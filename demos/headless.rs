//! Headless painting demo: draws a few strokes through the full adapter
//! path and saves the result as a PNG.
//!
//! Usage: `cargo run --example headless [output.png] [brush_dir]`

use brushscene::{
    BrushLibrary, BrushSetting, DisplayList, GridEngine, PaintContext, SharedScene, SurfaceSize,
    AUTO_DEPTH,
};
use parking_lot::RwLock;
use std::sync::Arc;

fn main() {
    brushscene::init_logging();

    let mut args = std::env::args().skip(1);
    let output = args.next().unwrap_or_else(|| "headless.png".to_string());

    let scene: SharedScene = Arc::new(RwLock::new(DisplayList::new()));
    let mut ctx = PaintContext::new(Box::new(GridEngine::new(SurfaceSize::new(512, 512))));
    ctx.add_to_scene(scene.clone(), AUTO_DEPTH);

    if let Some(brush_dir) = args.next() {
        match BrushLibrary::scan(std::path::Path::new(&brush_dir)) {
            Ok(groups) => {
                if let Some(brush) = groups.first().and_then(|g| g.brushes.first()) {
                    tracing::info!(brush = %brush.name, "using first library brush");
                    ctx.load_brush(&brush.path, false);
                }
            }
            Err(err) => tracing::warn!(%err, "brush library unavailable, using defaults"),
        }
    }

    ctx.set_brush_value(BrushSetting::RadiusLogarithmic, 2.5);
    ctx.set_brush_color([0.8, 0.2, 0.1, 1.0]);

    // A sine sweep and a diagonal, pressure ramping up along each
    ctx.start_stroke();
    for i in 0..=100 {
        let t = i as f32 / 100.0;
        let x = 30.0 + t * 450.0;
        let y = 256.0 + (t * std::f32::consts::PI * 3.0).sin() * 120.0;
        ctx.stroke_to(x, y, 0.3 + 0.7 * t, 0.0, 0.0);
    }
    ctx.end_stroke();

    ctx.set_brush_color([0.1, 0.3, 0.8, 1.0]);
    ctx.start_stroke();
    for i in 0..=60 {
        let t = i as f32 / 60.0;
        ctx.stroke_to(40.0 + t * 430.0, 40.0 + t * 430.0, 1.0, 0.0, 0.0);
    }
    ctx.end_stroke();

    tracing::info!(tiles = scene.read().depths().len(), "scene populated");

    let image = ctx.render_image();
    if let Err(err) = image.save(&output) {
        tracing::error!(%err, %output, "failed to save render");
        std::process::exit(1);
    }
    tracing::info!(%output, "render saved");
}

* * *

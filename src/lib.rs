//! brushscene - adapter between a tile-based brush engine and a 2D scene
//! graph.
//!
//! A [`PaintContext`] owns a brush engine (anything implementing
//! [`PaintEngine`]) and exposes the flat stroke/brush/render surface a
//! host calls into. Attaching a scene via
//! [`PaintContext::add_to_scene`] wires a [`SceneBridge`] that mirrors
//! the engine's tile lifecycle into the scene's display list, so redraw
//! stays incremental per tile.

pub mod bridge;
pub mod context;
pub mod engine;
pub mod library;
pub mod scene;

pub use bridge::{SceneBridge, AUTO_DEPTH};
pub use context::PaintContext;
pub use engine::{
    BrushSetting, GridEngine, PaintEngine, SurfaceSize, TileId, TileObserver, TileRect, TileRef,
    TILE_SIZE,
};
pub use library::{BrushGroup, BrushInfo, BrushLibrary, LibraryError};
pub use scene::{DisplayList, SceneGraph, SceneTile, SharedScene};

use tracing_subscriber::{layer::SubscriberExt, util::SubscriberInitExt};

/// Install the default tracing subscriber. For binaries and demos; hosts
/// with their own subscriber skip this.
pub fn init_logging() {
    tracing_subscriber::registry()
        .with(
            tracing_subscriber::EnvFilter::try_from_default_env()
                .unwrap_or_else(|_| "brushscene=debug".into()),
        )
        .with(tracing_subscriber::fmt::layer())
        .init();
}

* * *

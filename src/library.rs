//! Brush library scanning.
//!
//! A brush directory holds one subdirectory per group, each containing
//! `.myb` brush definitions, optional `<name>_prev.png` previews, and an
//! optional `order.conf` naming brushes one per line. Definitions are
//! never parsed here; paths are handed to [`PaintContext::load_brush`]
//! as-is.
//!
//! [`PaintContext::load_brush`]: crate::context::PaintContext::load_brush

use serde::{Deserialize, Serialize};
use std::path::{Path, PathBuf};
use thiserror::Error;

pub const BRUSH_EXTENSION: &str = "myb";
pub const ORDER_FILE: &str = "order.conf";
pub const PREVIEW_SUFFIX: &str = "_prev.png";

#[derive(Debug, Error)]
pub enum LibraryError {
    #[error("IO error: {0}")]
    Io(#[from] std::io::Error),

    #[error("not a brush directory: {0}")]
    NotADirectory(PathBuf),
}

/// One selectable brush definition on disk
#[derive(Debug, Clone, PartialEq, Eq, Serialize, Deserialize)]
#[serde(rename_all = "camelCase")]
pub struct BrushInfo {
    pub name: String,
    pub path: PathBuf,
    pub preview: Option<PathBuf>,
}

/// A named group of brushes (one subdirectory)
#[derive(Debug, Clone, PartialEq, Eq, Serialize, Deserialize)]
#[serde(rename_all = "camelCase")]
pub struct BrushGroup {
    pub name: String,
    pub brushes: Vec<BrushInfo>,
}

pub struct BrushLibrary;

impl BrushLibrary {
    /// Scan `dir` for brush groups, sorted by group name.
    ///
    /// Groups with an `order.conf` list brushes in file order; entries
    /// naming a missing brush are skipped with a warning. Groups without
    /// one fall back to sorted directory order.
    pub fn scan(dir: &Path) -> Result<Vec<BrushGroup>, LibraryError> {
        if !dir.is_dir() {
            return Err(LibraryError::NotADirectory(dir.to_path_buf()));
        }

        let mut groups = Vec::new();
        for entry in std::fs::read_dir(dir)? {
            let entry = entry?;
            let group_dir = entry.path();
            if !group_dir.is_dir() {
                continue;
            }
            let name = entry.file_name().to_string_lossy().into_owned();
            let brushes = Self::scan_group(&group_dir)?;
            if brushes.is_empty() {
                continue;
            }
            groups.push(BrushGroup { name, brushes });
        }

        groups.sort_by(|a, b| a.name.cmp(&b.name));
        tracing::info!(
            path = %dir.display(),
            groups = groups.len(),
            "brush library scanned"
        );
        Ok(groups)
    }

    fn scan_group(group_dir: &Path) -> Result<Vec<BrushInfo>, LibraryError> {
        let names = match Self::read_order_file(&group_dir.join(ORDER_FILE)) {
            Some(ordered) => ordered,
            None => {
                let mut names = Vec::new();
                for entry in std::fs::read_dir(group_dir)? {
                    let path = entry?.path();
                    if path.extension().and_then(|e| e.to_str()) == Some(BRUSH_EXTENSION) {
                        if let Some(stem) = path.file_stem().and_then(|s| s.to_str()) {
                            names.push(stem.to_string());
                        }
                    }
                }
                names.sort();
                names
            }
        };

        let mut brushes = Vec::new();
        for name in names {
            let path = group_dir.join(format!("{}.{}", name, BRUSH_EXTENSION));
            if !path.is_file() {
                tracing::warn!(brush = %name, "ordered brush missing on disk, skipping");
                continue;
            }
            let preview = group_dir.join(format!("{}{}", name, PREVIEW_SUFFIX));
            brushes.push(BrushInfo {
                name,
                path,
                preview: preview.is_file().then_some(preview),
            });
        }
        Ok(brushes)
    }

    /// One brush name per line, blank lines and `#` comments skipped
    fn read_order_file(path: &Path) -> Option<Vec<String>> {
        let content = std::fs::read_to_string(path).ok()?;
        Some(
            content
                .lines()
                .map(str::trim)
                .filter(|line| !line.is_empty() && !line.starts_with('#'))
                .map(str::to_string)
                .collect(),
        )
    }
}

▶ WORK REQUEST:
Search the material for the string "adapter" and show every line that has it.

▶ ANSWER:
//! Headless painting demo: draws a few strokes through the full adapter
//! brushscene - adapter between a tile-based brush engine and a 2D scene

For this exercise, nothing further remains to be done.